ENHANCED RESTFUL API

In the previous paper (2) the basic RESTful API was described. Feedback from users has prompted enhancements that include hierarchical facets and ‘more like this’ results. Faceting is an efficient way for users to filter search results. However, some data, e.g. taxonomy (15), are difficult to fit in a single-level structure facet. The Metagenomics portal taxonomy data are now searchable and filterable as a hierarchical facet through the RESTful API, meaning it is now possible to navigate results across this taxonomic classification. Another new feature, called ‘more like this,’ developed in collaboration with the OmicsDI team, has been introduced in the RESTful interface. Starting from an entry, the new API returns a list of similar entries.

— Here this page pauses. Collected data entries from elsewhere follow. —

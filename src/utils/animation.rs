//! アニメーションフレームループ
//!
//! `requestAnimationFrame`で自分自身を再スケジュールするループを、
//! 停止可能なハンドルとして扱えるようにします。

use std::cell::{Cell, RefCell};
use std::rc::Rc;

use wasm_bindgen::prelude::*;
use wasm_bindgen::JsCast;

use crate::error::GameError;

type FrameCallback = Closure<dyn FnMut(f64)>;

struct LoopState {
    name: &'static str,
    running: Cell<bool>,
    handle: Cell<Option<i32>>,
    callback: RefCell<Option<FrameCallback>>,
}

impl LoopState {
    /// 次のフレームを予約
    fn schedule(&self) -> Result<(), GameError> {
        let window = web_sys::window().ok_or_else(|| GameError::Js("windowが取得できません".to_string()))?;
        let callback = self.callback.borrow();
        if let Some(callback) = callback.as_ref() {
            let handle = window.request_animation_frame(callback.as_ref().unchecked_ref())?;
            self.handle.set(Some(handle));
        }
        Ok(())
    }

    fn cancel(&self) {
        if let Some(handle) = self.handle.take() {
            if let Some(window) = web_sys::window() {
                if let Err(err) = window.cancel_animation_frame(handle) {
                    log::warn!("{}: フレームのキャンセルに失敗: {:?}", self.name, err);
                }
            }
        }
    }
}

/// 停止可能なアニメーションフレームループ
///
/// フレーム関数が`false`を返すか`stop`が呼ばれると、以降のフレームは予約されません。
/// ハンドルを破棄するとループも止まります。
pub struct AnimationLoop {
    state: Rc<LoopState>,
}

impl AnimationLoop {
    /// ループを開始
    ///
    /// `frame`には`requestAnimationFrame`のタイムスタンプ（ミリ秒）が渡されます。
    pub fn start<F>(name: &'static str, mut frame: F) -> Result<Self, GameError>
    where
        F: FnMut(f64) -> bool + 'static,
    {
        let state = Rc::new(LoopState {
            name,
            running: Cell::new(true),
            handle: Cell::new(None),
            callback: RefCell::new(None),
        });

        // クロージャからは弱参照で持ち、ハンドルの破棄で解放されるようにする
        let weak = Rc::downgrade(&state);
        let callback = Closure::wrap(Box::new(move |timestamp: f64| {
            let state = match weak.upgrade() {
                Some(state) => state,
                None => return,
            };
            state.handle.set(None);
            if !state.running.get() {
                return;
            }

            if !frame(timestamp) {
                log::debug!("{}: ループ終了", state.name);
                state.running.set(false);
                return;
            }

            if let Err(err) = state.schedule() {
                log::error!("{}: 次フレームの予約に失敗: {}", state.name, err);
                state.running.set(false);
            }
        }) as Box<dyn FnMut(f64)>);

        *state.callback.borrow_mut() = Some(callback);
        state.schedule()?;
        log::debug!("{}: ループ開始", name);

        Ok(Self { state })
    }

    /// ループを停止（予約済みのフレームもキャンセル）
    pub fn stop(&self) {
        if self.state.running.replace(false) {
            log::debug!("{}: ループ停止", self.state.name);
        }
        self.state.cancel();
    }

    pub fn is_running(&self) -> bool {
        self.state.running.get()
    }

    pub fn name(&self) -> &'static str {
        self.state.name
    }
}

impl Drop for AnimationLoop {
    fn drop(&mut self) {
        self.stop();
    }
}
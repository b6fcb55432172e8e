//! ネットワークモジュール
//!
//! リレーサーバーとのWebSocket通信、メッセージ定義、遅延推定を提供します。
//! サーバーはメッセージを中継するだけで、ローカルプレイヤーの位置はクライアントが決めます。

pub mod client;
pub mod latency;
pub mod protocol;

pub use client::NetworkClient;
pub use latency::{LatencyEstimator, PredictionMode};
pub use protocol::{ClientMessage, ServerMessage};

/// トランスポートからハンドラに届くイベント
#[derive(Debug, Clone, PartialEq)]
pub enum TransportEvent {
    /// 解析・検証済みの受信メッセージ
    Message(ServerMessage),
    /// 接続が閉じられた
    Closed { code: u16, reason: String },
}

impl TransportEvent {
    /// 切断理由の表示用文字列
    pub fn close_reason(code: u16, reason: &str) -> String {
        if reason.is_empty() {
            format!("code {}", code)
        } else {
            format!("code {}: {}", code, reason)
        }
    }
}

/// 接続状態を表す列挙型
#[derive(Debug, Clone, PartialEq, Default)]
pub enum ConnectionState {
    /// 切断状態
    #[default]
    Disconnected,
    /// 接続試行中
    Connecting,
    /// 接続済み
    Connected,
    /// エラー発生（再接続はしない）
    Error(String),
}

impl ConnectionState {
    /// ページ側に渡す名前
    pub fn as_str(&self) -> &'static str {
        match self {
            ConnectionState::Disconnected => "disconnected",
            ConnectionState::Connecting => "connecting",
            ConnectionState::Connected => "connected",
            ConnectionState::Error(_) => "error",
        }
    }

    pub fn is_connected(&self) -> bool {
        matches!(self, ConnectionState::Connected)
    }
}

#[cfg(test)]
mod tests {
    use super::*;

    #[test]
    fn test_connection_state_names() {
        assert_eq!(ConnectionState::default().as_str(), "disconnected");
        assert_eq!(ConnectionState::Error("refused".to_string()).as_str(), "error");
        assert!(ConnectionState::Connected.is_connected());
        assert!(!ConnectionState::Connecting.is_connected());
    }

    #[test]
    fn test_close_reason_text() {
        assert_eq!(TransportEvent::close_reason(1006, ""), "code 1006");
        assert_eq!(TransportEvent::close_reason(1000, "bye"), "code 1000: bye");
    }
}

These are related by terms they have in common and which are extracted from descriptive fields according to specific criteria, such as the expected frequency of a term. The selected terms form a new query that is used to search against the same database as the original entry or against other database(s). In the OmicsDI website these types of result appear under the heading ‘Similar Datasets.’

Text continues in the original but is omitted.